Sex Doesn't Have to End With Menopause
By Sheryl Kraft
If you've been through menopause, then you might say that your sex life has never been better. After all, the pregnancy worries are gone and so are the children. You can be spontaneous! Have sex in any room of the house!
You're no longer running your kids to endless activities, so you have more energy at the end of the day. You're relaxed and comfortable with who you are and what you want.
Hold up. For every woman in the throes of postmenopausal sexual bliss, there's a woman (or two or three) out there who quivers at the mere mention of sex. Or, she may have the desire—but not the ability. Sexual dysfunction affects millions of women in the United States.
Face it, a woman's sex drive is quite complex. Aside from the emotional aspects, there are physical changes during menopause that can, well, complicate things.
Take those extra pounds and the altered body shape that come with them (hello, belly fat!). A woman may feel uncomfortable or self-conscious about her body—and may barely recognize it as her own.
Poor self-image aside, if you're carrying extra weight, physical problems like reduced energy or reduced mobility may interfere with your sexual function.
And what of those momentous hormonal changes that go hand-in-hand with menopause? While your body is busy ushering your estrogen out, it's welcoming in some pretty significant vaginal changes, like dryness and thinning of its lining (otherwise known as vaginal atrophy). Less estrogen equals less vaginal lubrication, leading to a less elastic vagina. What ensues? Pain, burning, tightness or soreness. In fact, according to the North American Menopause Society, vaginal atrophy is the most common cause of painful sex at midlife and beyond.
Other possible sex-busters: hot flashes, mood swings, night sweats, irregular bleeding, sleep problems and insomnia. Those usual suspects of menopause.
So, what's a menopausal woman to do? First, remember that sexual problems are not problems if they're not bothersome to you or your partner. Everyone has their own "normal" and their own threshold for letting a problem get in the way of their relationship (or not).
Before you throw up your hands in despair (or throw out your lacy lingerie), here are some ideas worth considering:
- Physical therapy for pelvic discomfort
- Kegal exercises
- Regular sexual activity, which promotes vaginal health and blood flow.
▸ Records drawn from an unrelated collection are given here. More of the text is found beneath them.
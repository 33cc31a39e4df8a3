use avatar_blend_core::{BlendState, Config};
use bevy::prelude::*;
use bevy_avatar_blend::{AvatarBlend, AvatarBlendPlugin, AvatarFrame};

#[test]
fn plugin_inserts_controller_resource() {
    let mut app = App::new();
    app.add_plugins(MinimalPlugins)
        .add_plugins(AvatarBlendPlugin::default());

    assert!(app.world().get_resource::<AvatarBlend>().is_some());
    assert!(app.world().get_resource::<AvatarFrame>().is_some());
}

#[test]
fn plugin_config_reaches_the_controller() {
    let mut app = App::new();
    app.add_plugins(MinimalPlugins)
        .add_plugins(AvatarBlendPlugin {
            config: Config {
                blend_duration: 0.25,
                ..Config::default()
            },
        });

    let blend = app.world().resource::<AvatarBlend>();
    assert_eq!(blend.0.config().blend_duration, 0.25);
}

/// With no rigs loaded the frame still ticks and reports an idle, unready avatar.
#[test]
fn empty_controller_ticks_without_panicking() {
    let mut app = App::new();
    app.add_plugins(MinimalPlugins)
        .add_plugins(AvatarBlendPlugin::default());

    for _ in 0..5 {
        app.update();
    }
    let frame = app.world().resource::<AvatarFrame>();
    assert!(!frame.outputs.ready);
    assert!(frame.outputs.rigs.is_empty());
    assert_eq!(frame.outputs.state, BlendState::Resting);
}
To make it easier, you may want to consider:
- Vaginal dilators
- Over-the-counter vaginal lubricants (for temporary relief of dryness before and during sex)
- Over-the-counter vaginal moisturizers (for longer-term relief from dryness)
- Low-dose vaginal estrogen therapy in cream, ring or vaginal tablet form (reverses underlying atrophy and dryness)
- Higher-dose hormone therapy throughout the body via pills, patches and other preparations (reverses underlying atrophy and dryness, but generally reserved for women with bothersome hot flashes. A recent Australian study published in the New England Journal of Medicine found that a testosterone patch may significantly improve a woman's sexual satisfaction. The patch is currently available in Europe to treat loss of sexual desire in women, but it is associated with a possible increase in the risk of breast cancer. More research is needed before the U.S. Food and Drug Administration (FDA) would approve the therapy.
- Laser therapy. A new non-hormonal therapy, the MonaLisa Touch is a fractional carbon dioxide (CO2) laser specially designed to help restore vaginal health in postmenopausal women. It was recently introduced in this country after successfully treating more than 15,000 patients around the world. Performed by an OB/GYN, it works by delivering controlled energy to the vaginal tissue to revitalize the cells to make more collagen (which is an essential ingredient in vaginal cell health) and is an in-office, virtually pain-free procedure requiring no anesthesia.
- Flibanserin. Touted as the "female Viagra," the FDA twice rejected this drug, citing safety concerns like low blood pressure, dizziness and fainting. As of this writing, an FDA advisory panel has recommended approval of the drug on the condition that the drug's manufacturer, Sprout Pharmaceuticals, try to reduce the risks of side effects. Stay tuned for a final decision, possibly in summer 2015.
- Ospemifene (Osphena). This drug was approved by the FDA in 2013 for postmenopausal women who experience pain or discomfort during sexual intercourse. The once-a-day pill, which works by acting like estrogen in some parts of the body, helps make vaginal tissue thicker and less fragile.
Any woman considering taking any medication should have a thorough discussion with her health care provider to consider the risks and benefits.